Un autre défi avec les États de contrôle est que, bien qu'il y ait souvent une remise sur site - généralement autour de 5 pour cent de sorte que les bars paient un peu moins que les consommateurs individuels - il y a rarement des remises en gros offertes. La raison principale en est que les contrôles publics des alcools doivent servir à la fois de distribution et de régulation, favorisant la tempérance en plus de gagner de l'argent de l'Etat. Toute sorte de remise en vrac devrait s'appliquer aux particuliers ainsi qu'aux bars et restaurants, ce qui pourrait potentiellement encourager la consommation excessive d'alcool, du moins en théorie.

Certaines sociétés d'alcool peuvent s'y retrouver en offrant des remises postales sur des ventes de certaines tailles, disponibles uniquement pour les comptes. Ces remises, généralement gérées par des sous-traitants tiers, doivent être parfaitement remplies ou elles seront refusées, c'est donc aux barres individuelles de les gérer. Pourtant, c'est un bon moyen de promouvoir un produit dans les bars et peut être une pratique que les représentants des alcools encouragent à lancer.

Commissions de contrôle des alcools

En plus des gérants de bar et des vendeurs, les états de contrôle ajoutent une autre relation qu'il faut cultiver et entretenir: celle des personnes travaillant dans les bureaux de l'Etat. Toutes les personnes travaillant comme ambassadeurs ou représentants ne travaillent pas directement avec l'État. Schneider dit qu'il ne touche à la base qu'une fois par an environ pour renouveler son permis d'avocat d'alcool afin de verser des spiritueux lors d'événements.

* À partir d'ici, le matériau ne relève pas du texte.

//! Payment Entity

use chrono::{DateTime, Utc};
use kernel::id::{ClientId, PaymentId};
use rust_decimal::Decimal;

use crate::domain::value_object::{DEFAULT_CURRENCY, PAYMENT_STATUS_COMPLETED};

/// A received payment. `reference_number` is the unique human-facing
/// identifier; `transaction_id` comes from the payment provider.
#[derive(Debug, Clone)]
pub struct Payment {
    pub payment_id: PaymentId,
    pub client_id: Option<ClientId>,
    pub client_name: String,
    pub amount: Decimal,
    pub currency: String,
    pub payment_mode: String,
    pub transaction_id: String,
    pub status: String,
    pub invoice_number: Option<String>,
    pub receipt_number: Option<String>,
    pub reference_number: String,
    pub notes: Option<String>,
    pub created_at: DateTime<Utc>,
    pub updated_at: DateTime<Utc>,
}

impl Payment {
    pub fn new(
        client_name: String,
        amount: Decimal,
        payment_mode: String,
        transaction_id: String,
        reference_number: String,
    ) -> Self {
        let now = Utc::now();
        Self {
            payment_id: PaymentId::new(),
            client_id: None,
            client_name,
            amount,
            currency: DEFAULT_CURRENCY.to_string(),
            payment_mode,
            transaction_id,
            status: PAYMENT_STATUS_COMPLETED.to_string(),
            invoice_number: None,
            receipt_number: None,
            reference_number,
            notes: None,
            created_at: now,
            updated_at: now,
        }
    }

    pub fn touch(&mut self) {
        self.updated_at = Utc::now();
    }
}

#[cfg(test)]
mod tests {
    use super::*;
    use rust_decimal_macros::dec;

    #[test]
    fn test_new_payment_defaults() {
        let payment = Payment::new(
            "Acme Imports".to_string(),
            dec!(350.00),
            "bank transfer".to_string(),
            "TXN-889".to_string(),
            "PAY-2024-0001".to_string(),
        );
        assert_eq!(payment.currency, DEFAULT_CURRENCY);
        assert_eq!(payment.status, PAYMENT_STATUS_COMPLETED);
    }
}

Mais souvent, ceux qui travaillent au niveau de l’État doivent gérer ces relations.

«Comme toute autre chose, il doit y avoir un visage à qui parler», dit Yeh. "Il est important d'avoir une équipe au sol partout, mais dans un état de contrôle, il faut mettre l'accent sur ces relations." Quant à la stratégie, il souligne à nouveau l'importance de l'honnêteté. «Oui, c’est une agence d’État, mais elle est toujours composée de personnes», dit-il. "N'oubliez pas que tout le monde est humain et pas seulement une partie d'une entité sans visage."

Mettre un nouveau produit dans un état est un autre défi qui vient avec une variété de solutions. Certains États, comme l'Ohio, adoptent une approche très pratique pour examiner les performances du produit dans d'autres États, et s'il se vend bien, il est introduit. Pour les États qui ont besoin d'un peu de conviction, cependant, cela revient à nouveau aux relations. Le fait d'avoir des barmans et des propriétaires qui souhaitent vendre votre produit en demandant à l'État augmente considérablement les chances qu'il entre et le volume qu'il entre.

À cette fin, des événements tels que Tales of the Cocktail sont un excellent moyen de rencontrer des barmans qui travaillent sur de nouveaux marchés potentiels, bien que Yeh prévienne que les événements ne sont qu'un bon moyen de démarrer et de nouer des relations, pas de commercialiser. Cela vient plus tard, une fois que tout le monde est loin de l'agitation de la Nouvelle-Orléans ou de l'endroit où vous vous réunissez.

Voir la vidéo: Sécurité nucléaire: le grand mensonge. ARTE (Octobre 2020).